MAX78630 Library

MAX78630 is a high-precision measurement processor designed for three-phase energy monitoring applications. This library is an Arduino/C++ library that aims to read all energy parameters from MAX78630-based energy cards with an easy and readable API.

The goal is to obtain critical parameters with minimum code complexity on the embedded side in three-phase networks, such as:

• Voltage and current magnitudes,
• Active / reactive / apparent power,
• Energy counters,
• Power factor and frequency,

and make them meaningful at the upper layer (IoT platform, SCADA, dashboard, etc.).

What Does It Do?​

MAX78630 is an energy measurement processor designed for typical industrial three-phase configurations.

When used with your card designs:

• In three-phase (R–S–T) systems,
• Current measurement with current transformer, Rogowski coil or shunt resistor,
• Precise measurement via high-resolution delta-sigma ADC,
• Communication with host microcontroller via UART,

you complete the scenario with a single library.

This library manages the entire complex register/frame structure of MAX78630 for you, presenting you with "ready-processed" energy parameters.

Key Features​

• Three Phase (Polyphase) Support
  Separate measurements for each of the R, S, T phases and calculation of total values.

• Wide Range of Measurement Parameters
  Besides basic parameters such as voltage, current, power, energy, power factor, frequency, it can also read fundamental and harmonic components.

• Direct Reading from Ready Measurement Processor
  MAX78630's embedded processor performs calculations internally; with the library, you just fetch the "result" data.

• Arduino-Friendly API
  Compatible with Arduino core, simple and understandable function set:
  begin(), readVoltage(), readCurrent(), readPower() etc. usage logic.
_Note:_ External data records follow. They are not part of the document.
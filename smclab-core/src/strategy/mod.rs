//! Strategies: turn a multi-timeframe frame into a direction and confidence.
//!
//! The [`Strategy`] trait is the narrow seam the signal engine depends on.
//! [`ConfluenceScorer`] is the one concrete strategy; its behavior is entirely
//! driven by a [`ScorerConfig`] (see [`presets`] for the named configurations).

pub mod checks;
pub mod presets;
pub mod scorer;

pub use checks::{Check, CheckOutcome};
pub use presets::Preset;
pub use scorer::{CheckEntry, ConfluenceScorer, ScoreCard, ScorerConfig, TimeframeChecks};

use serde::{Deserialize, Serialize};

use crate::data::MultiTimeframeFrame;

/// Trade direction recommended by a strategy or the engine.
#[derive(Debug, Clone, Copy, PartialEq, Eq, Hash, Serialize, Deserialize)]
#[serde(rename_all = "snake_case")]
pub enum Direction {
    Buy,
    Sell,
    Neutral,
}

impl Direction {
    /// +1.0 for buy, -1.0 for sell, 0.0 for neutral.
    pub fn sign(self) -> f64 {
        match self {
            Self::Buy => 1.0,
            Self::Sell => -1.0,
            Self::Neutral => 0.0,
        }
    }
}

/// A strategy's verdict on one bar.
#[derive(Debug, Clone, Copy, PartialEq, Serialize, Deserialize)]
pub struct StrategyResult {
    pub direction: Direction,
    /// In `[0, 1]`; exactly 0 when `direction` is `Neutral`.
    pub confidence: f64,
}

impl StrategyResult {
    pub fn neutral() -> Self {
        Self {
            direction: Direction::Neutral,
            confidence: 0.0,
        }
    }

    /// Direction from the sign of `score`, confidence `|score| / total`.
    pub fn from_score(score: i32, total: u32) -> Self {
        if total == 0 || score == 0 {
            return Self::neutral();
        }
        let direction = if score > 0 {
            Direction::Buy
        } else {
            Direction::Sell
        };
        Self {
            direction,
            confidence: (f64::from(score.unsigned_abs()) / f64::from(total)).min(1.0),
        }
    }

    /// Signed contribution: `confidence * sign(direction)`.
    pub fn signed(&self) -> f64 {
        self.confidence * self.direction.sign()
    }
}

/// Something that can score one bar of a frame.
///
/// Implementations must only look at bars `[0..=bar_index]` of each timeframe.
pub trait Strategy: Send + Sync {
    fn name(&self) -> &str;

    fn evaluate(&self, frame: &MultiTimeframeFrame, bar_index: usize) -> StrategyResult;
}
//! Market structure: break of structure (BOS) and change of character (CHOCH).
//!
//! Swings are 3-bar fractals over `i` in `[1, n-1)`. A swing high above the
//! last confirmed swing high is a bullish BOS with zone `[previous, new]`; if
//! the break before it was bearish it is also a bullish CHOCH. Swing lows
//! mirror this. The first swing of each side only seeds the state, and every
//! swing (breaking or not) becomes the new reference extreme.

use crate::domain::{Bar, Bias, Zone, ZoneKind};

#[derive(Debug, Default)]
struct StructureState {
    last_high: Option<f64>,
    last_low: Option<f64>,
    last_break: Option<Bias>,
}

impl StructureState {
    fn on_swing(&mut self, index: usize, level: f64, bias: Bias, out: &mut Vec<Zone>) {
        let reference = match bias {
            Bias::Bullish => &mut self.last_high,
            Bias::Bearish => &mut self.last_low,
        };
        if let Some(prev) = *reference {
            let broke = match bias {
                Bias::Bullish => level > prev,
                Bias::Bearish => level < prev,
            };
            if broke {
                out.push(Zone::new(index, prev, level, bias, ZoneKind::BreakOfStructure));
                if self.last_break == Some(bias.opposite()) {
                    out.push(Zone::new(index, prev, level, bias, ZoneKind::ChangeOfCharacter));
                }
                self.last_break = Some(bias);
            }
        }
        *reference = Some(level);
    }
}

pub fn detect_structure_breaks(bars: &[Bar]) -> Vec<Zone> {
    let n = bars.len();
    let mut zones = Vec::new();
    if n < 3 {
        return zones;
    }
    let mut state = StructureState::default();
    for i in 1..n - 1 {
        let (prev, cur, next) = (&bars[i - 1], &bars[i], &bars[i + 1]);
        if cur.high > prev.high && cur.high > next.high {
            state.on_swing(i, cur.high, Bias::Bullish, &mut zones);
        }
        if cur.low < prev.low && cur.low < next.low {
            state.on_swing(i, cur.low, Bias::Bearish, &mut zones);
        }
    }
    zones
}

#[cfg(test)]
mod tests {
    use super::*;
    use crate::patterns::make_bars;

    fn hl(high: f64, low: f64) -> (f64, f64, f64, f64) {
        let mid = (high + low) / 2.0;
        (mid, high, low, mid)
    }

    #[test]
    fn higher_swing_high_is_bullish_bos() {
        let bars = make_bars(&[
            hl(10.0, 9.0),
            hl(11.0, 9.5), // swing high 11 (seed)
            hl(10.5, 9.6),
            hl(12.0, 9.8), // swing high 12 > 11
            hl(11.0, 9.9),
        ]);
        let zones = detect_structure_breaks(&bars);
        let bos: Vec<_> = zones
            .iter()
            .filter(|z| z.kind == ZoneKind::BreakOfStructure)
            .collect();
        assert_eq!(bos.len(), 1);
        assert_eq!(bos[0].anchor_index, 3);
        assert_eq!(bos[0].bias, Bias::Bullish);
        assert_eq!((bos[0].low, bos[0].high), (11.0, 12.0));
        assert!(zones.iter().all(|z| z.kind != ZoneKind::ChangeOfCharacter));
    }

    #[test]
    fn reversal_after_bearish_break_is_choch() {
        let bars = make_bars(&[
            hl(10.0, 9.0),
            hl(10.5, 8.0), // swing high 10.5 + swing low 8.0 (seeds)
            hl(10.2, 8.5),
            hl(10.3, 7.0), // swing low 7.0 < 8.0 → bearish BOS
            hl(10.1, 7.5),
            hl(11.0, 7.6), // swing high 11.0 > 10.3 → bullish BOS + CHOCH
            hl(10.0, 7.7),
        ]);
        let zones = detect_structure_breaks(&bars);
        let choch: Vec<_> = zones
            .iter()
            .filter(|z| z.kind == ZoneKind::ChangeOfCharacter)
            .collect();
        assert_eq!(choch.len(), 1);
        assert_eq!(choch[0].bias, Bias::Bullish);
        assert_eq!(choch[0].anchor_index, 5);
    }

    #[test]
    fn lower_swing_high_replaces_reference() {
        let bars = make_bars(&[
            hl(10.0, 9.0),
            hl(12.0, 9.5), // seed 12
            hl(11.0, 9.6),
            hl(11.5, 9.7), // lower swing high 11.5 replaces 12
            hl(11.0, 9.8),
            hl(11.8, 9.9), // 11.8 > 11.5 → BOS even though < 12
            hl(11.0, 10.0),
        ]);
        let bos: Vec<_> = detect_structure_breaks(&bars)
            .into_iter()
            .filter(|z| z.kind == ZoneKind::BreakOfStructure && z.bias == Bias::Bullish)
            .collect();
        assert_eq!(bos.len(), 1);
        assert_eq!(bos[0].anchor_index, 5);
    }

    #[test]
    fn short_input_is_empty() {
        let bars = make_bars(&[hl(10.0, 9.0), hl(11.0, 9.5)]);
        assert!(detect_structure_breaks(&bars).is_empty());
    }
}
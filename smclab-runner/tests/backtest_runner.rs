//! Integration tests for the runner: TOML config + CSV files → BacktestResult.
//!
//! Fixtures are tiny hourly series written to a temp dir, small enough that
//! every decision and fill can be worked out by hand.

use std::collections::BTreeMap;
use std::path::PathBuf;

use smclab_core::domain::{ExitReason, Side, TradeOutcome, ZoneKind};
use smclab_core::strategy::Direction;
use smclab_runner::config::BacktestConfig;
use smclab_runner::data_loader::{load_frame, LoadError};
use smclab_runner::runner::{
    latest_decision, run_from_files, BacktestResult, RunError, SCHEMA_VERSION,
};

// ──────────────────────────────────────────────
// Helpers
// ──────────────────────────────────────────────

const RISK: &str = r#"
[risk]
pip_size = 0.01
pip_value = 1.0
stop_loss_pips = 50.0
take_profit_pips = 100.0
break_even_trigger_pips = 20.0
break_even_buffer_pips = 1.0
partial_trigger_pips = 40.0
partial_ratio = 0.5
trail_trigger_pips = 60.0
trail_distance_pips = 20.0
"#;

const ENGINE: &str = r#"
[engine]
threshold = 0.5

[[engine.strategies]]
type = "custom"
weight = 1.0

[engine.strategies.config]
name = "ob_1h"

[[engine.strategies.config.timeframes]]
timeframe = "1h"
checks = ["order_block_retest"]
"#;

fn engine_config(allow_overlap: bool) -> BacktestConfig {
    let text = format!(
        "[backtest]\nsymbol = \"TEST\"\nreference = \"1h\"\nwarmup_bars = 2\nallow_overlap = {allow_overlap}\n{RISK}{ENGINE}"
    );
    BacktestConfig::from_toml(&text).unwrap()
}

fn pattern_config(session: &str) -> BacktestConfig {
    let text = format!(
        "[backtest]\nsymbol = \"TEST\"\nreference = \"1h\"\nsignal_source = \"patterns\"\n{RISK}{ENGINE}\n\
         [patterns]\nkinds = [\"fair_value_gap\"]\nsessions = [\"{session}\"]\n"
    );
    BacktestConfig::from_toml(&text).unwrap()
}

/// Hourly rows `(open, high, low, close)` from Monday 2025-01-06 00:00 UTC.
fn write_bars(dir: &tempfile::TempDir, name: &str, rows: &[(f64, f64, f64, f64)]) -> PathBuf {
    let mut csv = String::from("time,open,high,low,close\n");
    for (i, (o, h, l, c)) in rows.iter().enumerate() {
        csv.push_str(&format!("2025-01-06 {i:02}:00,{o},{h},{l},{c}\n"));
    }
    let path = dir.path().join(name);
    std::fs::write(&path, csv).unwrap();
    path
}

fn paths(path: PathBuf) -> BTreeMap<String, PathBuf> {
    BTreeMap::from([("1h".to_string(), path)])
}

/// Bearish bar, bullish flip, bullish retest of the flipped block at bar 2.
const FLIP: [(f64, f64, f64, f64); 3] = [(2.0, 2.0, 1.0, 1.0), (1.0, 2.0, 1.0, 2.0), (1.0, 2.0, 1.0, 2.0)];

fn run(config: &BacktestConfig, rows: &[(f64, f64, f64, f64)]) -> BacktestResult {
    let dir = tempfile::tempdir().unwrap();
    let path = write_bars(&dir, "bars_1h.csv", rows);
    run_from_files(config, &paths(path)).unwrap()
}

// ──────────────────────────────────────────────
// Engine mode
// ──────────────────────────────────────────────

#[test]
fn engine_buy_hits_take_profit() {
    let mut rows = FLIP.to_vec();
    rows.push((2.0, 3.2, 1.9, 3.0));
    rows.push((3.0, 3.05, 2.95, 3.0));
    let result = run(&engine_config(false), &rows);

    assert_eq!(result.schema_version, SCHEMA_VERSION);
    assert_eq!(result.bar_count, 5);
    assert_eq!(result.decisions.len(), 2);
    assert_eq!(result.decisions[0].bar_index, 2);
    assert_eq!(result.decisions[0].direction, Direction::Buy);
    assert_eq!(result.decisions[0].confidence, 1.0);

    // Bar 3 also says Buy but the first trade is still open on that bar.
    assert_eq!(result.trades.len(), 1);
    let trade = &result.trades[0];
    assert_eq!(trade.side, Side::Long);
    assert_eq!(trade.entry_price, 2.0);
    assert_eq!(trade.outcome, TradeOutcome::Win);
    assert_eq!(trade.exits[0].reason, ExitReason::TakeProfit);
    assert!((trade.pnl_currency - 100.0).abs() < 1e-6);
    assert_eq!(trade.trigger, None);
    assert!(result.by_kind.is_empty());

    assert_eq!(result.summary.trades, 1);
    assert_eq!(result.summary.win_rate, 1.0);
    assert_eq!(result.weekly.len(), 1);
    assert_eq!(result.weekly[0].week_start.to_string(), "2025-01-06");
}

#[test]
fn overlap_allows_second_entry() {
    let mut rows = FLIP.to_vec();
    rows.push((2.0, 3.2, 1.9, 3.0));
    rows.push((3.0, 3.05, 2.95, 3.0));
    let result = run(&engine_config(true), &rows);

    assert_eq!(result.trades.len(), 2);
    assert_eq!(result.trades[1].entry_price, 3.0);
    assert_eq!(result.trades[1].outcome, TradeOutcome::Unresolved);
    assert_eq!(result.summary.trades, 1);
    assert_eq!(result.summary.unresolved, 1);
}

#[test]
fn unresolved_trade_stays_open_to_the_end() {
    let mut rows = FLIP.to_vec();
    for _ in 0..3 {
        rows.push((2.0, 2.1, 1.9, 2.0));
    }
    let result = run(&engine_config(false), &rows);

    assert_eq!(result.trades.len(), 1);
    let trade = &result.trades[0];
    assert_eq!(trade.outcome, TradeOutcome::Unresolved);
    assert_eq!(trade.bars_held, 3);
    assert!(trade.exit_time.is_none());
    assert_eq!(result.summary.trades, 0);
    assert!(result.weekly.is_empty());
}

#[test]
fn warmup_covers_whole_series() {
    let mut config = engine_config(false);
    config.backtest.warmup_bars = 10;
    let result = run(&config, &FLIP);
    assert!(result.decisions.is_empty());
    assert!(result.trades.is_empty());
    assert_eq!(result.summary.win_rate, 0.0);
}

#[test]
fn zero_confidence_decisions_are_not_traded() {
    let mut config = engine_config(false);
    config.engine.threshold = 0.0;
    // No flips anywhere, so every check is not applicable and the total is 0.
    let result = run(&config, &[(2.0, 2.0, 1.0, 1.0); 4]);

    assert_eq!(result.decisions.len(), 2);
    assert!(result
        .decisions
        .iter()
        .all(|d| d.direction == Direction::Buy && d.confidence == 0.0));
    assert!(result.trades.is_empty());
}

#[test]
fn latest_decision_reads_last_bar() {
    let dir = tempfile::tempdir().unwrap();
    let path = write_bars(&dir, "bars_1h.csv", &FLIP);
    let frame = load_frame("1h", &paths(path)).unwrap();
    let decision = latest_decision(&engine_config(false), &frame).unwrap().unwrap();
    assert_eq!(decision.bar_index, 2);
    assert_eq!(decision.direction, Direction::Buy);
    assert_eq!(decision.votes.len(), 1);
    assert_eq!(decision.votes[0].strategy, "ob_1h");
}

// ──────────────────────────────────────────────
// Pattern mode
// ──────────────────────────────────────────────

/// Bullish gap confirmed at bar 2 (Asia), then a drop through the stop.
const GAP_THEN_DROP: [(f64, f64, f64, f64); 4] = [
    (1.0, 1.2, 1.0, 1.2),
    (1.2, 2.0, 1.2, 2.0),
    (2.0, 2.2, 1.9, 2.2),
    (2.2, 2.2, 1.6, 1.7),
];

#[test]
fn pattern_gap_long_stops_out() {
    let result = run(&pattern_config("asia"), &GAP_THEN_DROP);

    assert!(result.decisions.is_empty());
    assert_eq!(result.signals.len(), 1);
    assert_eq!(result.signals[0].bar_index, 2);

    assert_eq!(result.trades.len(), 1);
    let trade = &result.trades[0];
    assert_eq!(trade.side, Side::Long);
    assert_eq!(trade.entry_price, 2.2);
    assert_eq!(trade.outcome, TradeOutcome::Loss);
    assert_eq!(trade.exits[0].reason, ExitReason::StopLoss);
    assert!((trade.pnl_currency + 50.0).abs() < 1e-6);
    assert_eq!(trade.trigger, Some(ZoneKind::FairValueGap));
    assert_eq!(result.summary.losses, 1);

    assert_eq!(result.by_kind.len(), 1);
    let gaps = &result.by_kind[0];
    assert_eq!(gaps.kind, ZoneKind::FairValueGap);
    assert_eq!((gaps.trades, gaps.wins, gaps.losses), (1, 0, 1));
    assert_eq!(gaps.win_rate, 0.0);
    assert!((gaps.pnl + 50.0).abs() < 1e-6);
}

#[test]
fn pattern_session_filter_blocks_entries() {
    let result = run(&pattern_config("london"), &GAP_THEN_DROP);
    assert!(result.signals.is_empty());
    assert!(result.trades.is_empty());
}

#[test]
fn pattern_fade_reverses_side() {
    let mut config = pattern_config("asia");
    config.patterns.fade = true;
    let result = run(&config, &GAP_THEN_DROP);
    assert_eq!(result.trades[0].side, Side::Short);
}

// ──────────────────────────────────────────────
// Errors and serialization
// ──────────────────────────────────────────────

#[test]
fn missing_reference_file_is_an_error() {
    let dir = tempfile::tempdir().unwrap();
    let path = write_bars(&dir, "bars_4h.csv", &FLIP);
    let files = BTreeMap::from([("4h".to_string(), path)]);
    let err = run_from_files(&engine_config(false), &files).unwrap_err();
    assert!(matches!(err, RunError::Data(LoadError::Frame(_))));
}

#[test]
fn run_is_reproducible() {
    let a = run(&engine_config(false), &FLIP);
    let b = run(&engine_config(false), &FLIP);
    assert_eq!(a.run_id, b.run_id);
    assert_eq!(a.dataset_hash, b.dataset_hash);
    assert_eq!(a.trades, b.trades);
}

#[test]
fn json_without_schema_version_uses_current() {
    let result = run(&engine_config(false), &FLIP);
    let mut value = serde_json::to_value(&result).unwrap();
    let object = value.as_object_mut().unwrap();
    object.remove("schema_version");
    object.remove("by_kind");
    let back: BacktestResult = serde_json::from_value(value).unwrap();
    assert_eq!(back.schema_version, SCHEMA_VERSION);
    assert!(back.by_kind.is_empty());
    assert_eq!(back.trades, result.trades);
}
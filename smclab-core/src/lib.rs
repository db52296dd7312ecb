//! SMCLab Core: pattern detection, confluence scoring, signal aggregation,
//! trade simulation and weekly PnL.
//!
//! This crate is purely computational:
//! - Domain types (bars, zones, signals, trade records)
//! - Multi-timeframe frame alignment
//! - Pattern detectors (gaps, order blocks, breakers, structure, liquidity)
//! - Session classification and completed session ranges
//! - Configurable confluence scorer behind the `Strategy` trait
//! - Weighted signal engine
//! - Bar-by-bar trade lifecycle simulator with trailing-stop ratchet
//! - Weekly PnL aggregation
//!
//! It never performs I/O; loading bars and configuration lives in `smclab-runner`.

pub mod data;
pub mod domain;
pub mod patterns;
pub mod pnl;
pub mod session;
pub mod signal_engine;
pub mod simulator;
pub mod strategy;
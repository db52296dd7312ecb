//! Pattern detectors over bar slices.
//!
//! Every detector is a pure function `&[Bar] -> Vec<Zone>`: no state survives
//! between calls, so scanning a prefix of a series always gives the same zones
//! as scanning that prefix inside a longer run. Too little history yields an
//! empty vector rather than an error.

pub mod breaker;
pub mod gap;
pub mod liquidity;
pub mod order_block;
pub mod structure;

pub use breaker::detect_breaker_blocks;
pub use gap::detect_fair_value_gaps;
pub use liquidity::detect_liquidity_pools;
pub use order_block::{detect_order_block_flips, detect_order_blocks};
pub use structure::detect_structure_breaks;

use serde::{Deserialize, Serialize};

use crate::domain::{Bar, Signal, Zone};
use crate::session::SessionTable;

/// Detector families selectable for signal scans.
#[derive(Debug, Clone, Copy, PartialEq, Eq, Hash, Serialize, Deserialize)]
#[serde(rename_all = "snake_case")]
pub enum PatternKind {
    FairValueGap,
    OrderBlock,
    BreakerBlock,
    /// Break of structure and change of character.
    Structure,
}

impl PatternKind {
    /// Fixed detector order, also the tie-break order within one bar.
    pub const ALL: [PatternKind; 4] = [
        PatternKind::FairValueGap,
        PatternKind::OrderBlock,
        PatternKind::BreakerBlock,
        PatternKind::Structure,
    ];

    pub fn detect(self, bars: &[Bar]) -> Vec<Zone> {
        match self {
            Self::FairValueGap => detect_fair_value_gaps(bars),
            Self::OrderBlock => detect_order_blocks(bars),
            Self::BreakerBlock => detect_breaker_blocks(bars),
            Self::Structure => detect_structure_breaks(bars),
        }
    }
}

/// Run the selected detectors and tag each zone with its anchor bar's session.
///
/// Output is ordered by bar index; zones on the same bar keep detector order
/// (see [`PatternKind::ALL`]) regardless of the order of `kinds`.
pub fn scan_signals(bars: &[Bar], sessions: &SessionTable, kinds: &[PatternKind]) -> Vec<Signal> {
    let mut zones: Vec<Zone> = PatternKind::ALL
        .iter()
        .filter(|k| kinds.contains(k))
        .flat_map(|k| k.detect(bars))
        .collect();
    zones.sort_by_key(|z| z.anchor_index);

    zones
        .into_iter()
        .map(|z| {
            let time = bars[z.anchor_index].time;
            Signal {
                time,
                bar_index: z.anchor_index,
                kind: z.kind,
                bias: z.bias,
                session: sessions.classify(time),
            }
        })
        .collect()
}

/// Hourly bars from `(open, high, low, close)` tuples, starting 2024-01-01 00:00 UTC.
#[cfg(test)]
pub(crate) fn make_bars(ohlc: &[(f64, f64, f64, f64)]) -> Vec<Bar> {
    use chrono::{Duration, TimeZone, Utc};
    let start = Utc.with_ymd_and_hms(2024, 1, 1, 0, 0, 0).unwrap();
    ohlc.iter()
        .enumerate()
        .map(|(i, &(open, high, low, close))| Bar {
            time: start + Duration::hours(i as i64),
            open,
            high,
            low,
            close,
            volume: 0.0,
        })
        .collect()
}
• Compatible with Your Energy Boards (EnergyBoard / 3-Phase Analyzer)
  Designed to be used one-to-one with your existing energy measurement cards, it can be easily used both in laboratory environments and in the field.

• Suitable for Long-Term Monitoring and Analysis
  Ready for integration with IoT gateway, datalogger, field monitoring devices and cloud-based energy management systems.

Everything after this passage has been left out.